Comme à son habitude, Ozu Yasujirô nous parle de ce qu’il aime le plus : le quotidien et les petits comme les grands tracas de familles japonaises ordinaires.
Ici il est question de Noriko, elle vit encore avec ses parents et frères et sœurs. Jeune femme aimée de tous et épanouie, il ne lui manque plus qu’une chose : une vie amoureuse. Ozu a déjà abordé ce genre de sujet dans d’autres films, mais comme à chaque fois on se laisse prendre au jeu des sentiments, et malgré un rythme lent et une durée dépassant les deux heures, on ne voit pas le temps passer, on s’immisce dans la vie de cette famille, on s’attache à ses membres, bref, on passe un bon moment.

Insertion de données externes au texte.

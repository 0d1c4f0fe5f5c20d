//! Error types for the admin

use crate::forms::ValidationErrors;
use storepify_db::DbError;
use thiserror::Error;

/// Admin error type
#[derive(Debug, Error)]
pub enum AdminError {
	/// Model not registered with the site
	#[error("Model '{0}' is not registered with admin")]
	ModelNotRegistered(String),

	/// Model registered twice
	#[error("The model {0} is already registered")]
	AlreadyRegistered(String),

	/// No record with the requested primary key
	#[error("{model} with ID \u{201c}{id}\u{201d} doesn't exist. Perhaps it was deleted?")]
	ObjectNotFound { model: String, id: i64 },

	/// Permission denied
	#[error("Permission denied: {0}")]
	PermissionDenied(String),

	/// Unknown or unavailable action
	#[error("Invalid action: {0}")]
	InvalidAction(String),

	/// Change list parameter that does not name a valid lookup
	#[error("Incorrect lookup parameters: {0}")]
	IncorrectLookupParameters(String),

	/// Form validation failed
	#[error("Validation error")]
	Validation(ValidationErrors),

	/// Admin configuration is invalid
	#[error("Improperly configured: {0}")]
	ImproperlyConfigured(String),

	/// Storage failure
	#[error("Database error: {0}")]
	Database(#[from] DbError),
}

/// Result type for admin operations
pub type AdminResult<T> = Result<T, AdminError>;

impl From<AdminError> for storepify_http::Error {
	fn from(err: AdminError) -> Self {
		use storepify_http::Error;

		match err {
			AdminError::ModelNotRegistered(_) | AdminError::ObjectNotFound { .. } => {
				Error::NotFound(err.to_string())
			}
			AdminError::PermissionDenied(msg) => Error::Authorization(msg),
			AdminError::InvalidAction(_) | AdminError::IncorrectLookupParameters(_) => {
				Error::BadRequest(err.to_string())
			}
			AdminError::Validation(errors) => Error::Validation(errors.to_json()),
			AdminError::Database(db) => Error::Database(db.to_string()),
			AdminError::AlreadyRegistered(_) | AdminError::ImproperlyConfigured(_) => {
				Error::Internal(err.to_string())
			}
		}
	}
}

#[cfg(test)]
mod tests {
	use super::*;
	use rstest::rstest;
	use storepify_http::StatusCode;

	#[rstest]
	#[case(AdminError::ModelNotRegistered("store.tag".into()), StatusCode::NOT_FOUND)]
	#[case(AdminError::ObjectNotFound { model: "Product".into(), id: 4 }, StatusCode::NOT_FOUND)]
	#[case(AdminError::PermissionDenied("staff only".into()), StatusCode::FORBIDDEN)]
	#[case(AdminError::IncorrectLookupParameters("colour".into()), StatusCode::BAD_REQUEST)]
	#[case(AdminError::Validation(ValidationErrors::default()), StatusCode::BAD_REQUEST)]
	#[case(AdminError::ImproperlyConfigured("bad".into()), StatusCode::INTERNAL_SERVER_ERROR)]
	fn test_status_mapping(#[case] error: AdminError, #[case] status: StatusCode) {
		let http: storepify_http::Error = error.into();
		assert_eq!(http.status(), status);
	}
}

Car c’est aussi cela le cinéma : la réussite dans la simplicité. Ozu parvient ainsi une nouvelle fois à faire émerger une beauté tangible du quotidien d’une famille pourtant banale.

Noriko est donc dans une position délicate, il faut qu’elle se marie, à vingt-huit ans il est plus que temps. Elle parait en avoir envie, mais ne cherche pas un homme à tout prix. Sa famille au contraire, va remuer ciel et terre pour qu’un homme, fortuné de préférence, lui passe la bague au doigt. Elle acceptera leurs efforts, avec le sourire et une évidente volonté de leur plaire : car la famille, c’est important. Pourtant les premières hésitations vont apparaître lorsqu’elle comprendra que la personne qu’on lui propose comme mari est en fait un homme d’une quarantaine d’années. Elle aura alors ces mots fameux : « Je ne fais pas confiance à un homme qui est toujours célibataire à quarante ans. J’ai plus confiance en un homme qui a déjà su avoir un enfant ». Un film qui est donc peut-être plus actuel qu’il n’y parait (le problème du mariage avant la trentaine répondant comme un écho à la situation qui s’observe encore aujourd’hui, dans une moindre mesure, au Japon), et qui illustre dans le choix final de Noriko un bel exemple de courage et de modernité.

Un mot pour finir sur l’actrice principale, Hara Setsuko, icône incontournable et adorée du cinéma japonais de cette époque : elle suscite aujourd’hui encore beaucoup de mystère et de curiosité, précisément depuis le jour où, au milieu des années 60, elle claqua violemment la porte du monde du cinéma pour se retirer loin des regards indiscrets (on lui en voulut beaucoup d’ailleurs). Dans BAKUSHÛ, Hara Setsuko dégage une véritable lumière, presque palpable à l’écran : oui, elle est rayonnante.